There are plenty of different ways of slicing up utility functions, and we can choose as many of them as desired. You can slice up a utility function by preference type - go through a list of desirable things like "amount of knowledge" and "minus-amount of poverty", assign a score to each representing the degree to which that preference is fulfilled, and assign a weighting to each representing its importance and degree of overlap. You can slice them up by branch - go through all the possible outcomes, assigning a score to each outcome representing how nice a world it is and a weighting for probability. You can slice it up by agent - go through all the people you know about, and assign a score for how good things are for them. And you can slice it up by moment - go through a predicted future step by step, and assign a score for how good the things in the world at that moment are. Any of these slices yields value fragments; a fragment is any reference class that describes a portion of the utility function.

Meta-ethics, then, consists of three parts. First, we choose an overall structure, most popularly a predictor and utility function, and subdivide it into fragments, such as by preference, branch, agent, and moment. Then we specify the subdivided parts - either with a detailed preference-extraction procedure like the one Coherent Extrapolated Volition calls for but doesn't quite specify, or something vague like "preferences". Finally, we add an aggregation procedure.

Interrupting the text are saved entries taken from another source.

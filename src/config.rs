use std::path::PathBuf;
use std::time::Duration;

use thiserror::Error;

/// Uploads larger than this are rejected before touching storage.
pub const DEFAULT_MAX_UPLOAD_BYTES: u64 = 5 * 1024 * 1024;

#[derive(Debug, Error)]
pub enum ConfigError {
    #[error("missing required environment variable: {0}")]
    MissingEnvVar(String),
    #[error("invalid value for {name}: {message}")]
    InvalidValue { name: String, message: String },
    #[error("failed to parse {name} as integer: {source}")]
    ParseInt {
        name: String,
        #[source]
        source: std::num::ParseIntError,
    },
}

/// Application configuration loaded from environment variables.
#[derive(Debug, Clone)]
pub struct Config {
    // Database
    pub database_path: PathBuf,

    // S3 Storage
    pub s3_bucket: String,
    pub s3_region: String,
    pub s3_endpoint: Option<String>,
    pub s3_prefix: String,
    pub public_base_url: Option<String>,

    // Uploads
    pub max_upload_bytes: u64,

    // Backend calls
    pub request_timeout: Duration,

    // Feed
    pub feed_limit: i64,

    // Sessions
    pub session_ttl: Duration,

    // Web Server
    pub web_host: String,
    pub web_port: u16,
}

impl Config {
    /// Load configuration from environment variables.
    ///
    /// # Errors
    ///
    /// Returns an error if required environment variables are missing or invalid.
    pub fn from_env() -> Result<Self, ConfigError> {
        Ok(Self {
            // Database
            database_path: PathBuf::from(env_or_default("DATABASE_PATH", "./data/media.sqlite")),

            // S3 Storage
            s3_bucket: required_env("S3_BUCKET")?,
            s3_region: env_or_default("S3_REGION", "us-east-1"),
            s3_endpoint: optional_env("S3_ENDPOINT"),
            s3_prefix: env_or_default("S3_PREFIX", "media/"),
            public_base_url: optional_env("PUBLIC_BASE_URL")
                .map(|url| url.trim_end_matches('/').to_string()),

            // Uploads
            max_upload_bytes: parse_env_u64("MAX_UPLOAD_BYTES", DEFAULT_MAX_UPLOAD_BYTES)?,

            // Backend calls
            request_timeout: Duration::from_secs(parse_env_u64("REQUEST_TIMEOUT_SECS", 5)?),

            // Feed
            feed_limit: parse_env_u64("FEED_LIMIT", 100)? as i64,

            // Sessions
            session_ttl: Duration::from_secs(parse_env_u64("SESSION_TTL_HOURS", 720)? * 3600),

            // Web Server
            web_host: env_or_default("WEB_HOST", "0.0.0.0"),
            web_port: parse_env_u16("WEB_PORT", 8080)?,
        })
    }

    /// Validate that the configuration is usable.
    ///
    /// # Errors
    ///
    /// Returns an error if the configuration is invalid.
    pub fn validate(&self) -> Result<(), ConfigError> {
        if self.s3_bucket.is_empty() {
            return Err(ConfigError::InvalidValue {
                name: "S3_BUCKET".to_string(),
                message: "cannot be empty".to_string(),
            });
        }
        if self.max_upload_bytes == 0 {
            return Err(ConfigError::InvalidValue {
                name: "MAX_UPLOAD_BYTES".to_string(),
                message: "must be at least 1".to_string(),
            });
        }
        if self.request_timeout.is_zero() {
            return Err(ConfigError::InvalidValue {
                name: "REQUEST_TIMEOUT_SECS".to_string(),
                message: "must be at least 1".to_string(),
            });
        }
        if self.feed_limit <= 0 {
            return Err(ConfigError::InvalidValue {
                name: "FEED_LIMIT".to_string(),
                message: "must be at least 1".to_string(),
            });
        }
        if self.session_ttl.is_zero() {
            return Err(ConfigError::InvalidValue {
                name: "SESSION_TTL_HOURS".to_string(),
                message: "must be at least 1".to_string(),
            });
        }
        Ok(())
    }
}

fn required_env(name: &str) -> Result<String, ConfigError> {
    std::env::var(name).map_err(|_| ConfigError::MissingEnvVar(name.to_string()))
}

fn optional_env(name: &str) -> Option<String> {
    std::env::var(name).ok().filter(|s| !s.is_empty())
}

fn env_or_default(name: &str, default: &str) -> String {
    std::env::var(name)
        .ok()
        .filter(|s| !s.is_empty())
        .unwrap_or_else(|| default.to_string())
}

fn parse_env_u64(name: &str, default: u64) -> Result<u64, ConfigError> {
    match std::env::var(name) {
        Ok(val) if !val.is_empty() => val.parse().map_err(|e| ConfigError::ParseInt {
            name: name.to_string(),
            source: e,
        }),
        _ => Ok(default),
    }
}

fn parse_env_u16(name: &str, default: u16) -> Result<u16, ConfigError> {
    match std::env::var(name) {
        Ok(val) if !val.is_empty() => val.parse().map_err(|e| ConfigError::ParseInt {
            name: name.to_string(),
            source: e,
        }),
        _ => Ok(default),
    }
}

The aggregation procedure is what determines how stable a utility function is in the face of localized errors. It was a poor choice of aggregation function that made HapMax fail so catastrophically. HapMax aggregates by simple addition, and its utility function is divided by agent. That makes an awful lot of dissimilar fragments. What happens if some of them don't behave as expected? Nozick's Utility Monster problem is exactly that: one of the agents produces utilities that diverge to extremely large values, overpowering the others and breaking the whole utility function.


Aggregation and Error

If human values are as complex as we think, then it is extremely unlikely that we will ever manage to correctly specify every value fragment in every corner case. Therefore, to produce a stable system of ethics and avoid falling for any other sorts of utility monsters, we need to model the sorts of bugs that fragments of our utility function might have, and choose an aggregation function that makes the utility function resilient - that is, we'd like it to keep working and still represent something close to our values even if some of the pieces don't behave as expected. Ideally, every value would be specified multiple times from different angles, and the aggregation function would ensure that no one bug anywhere could cause a catastrophe.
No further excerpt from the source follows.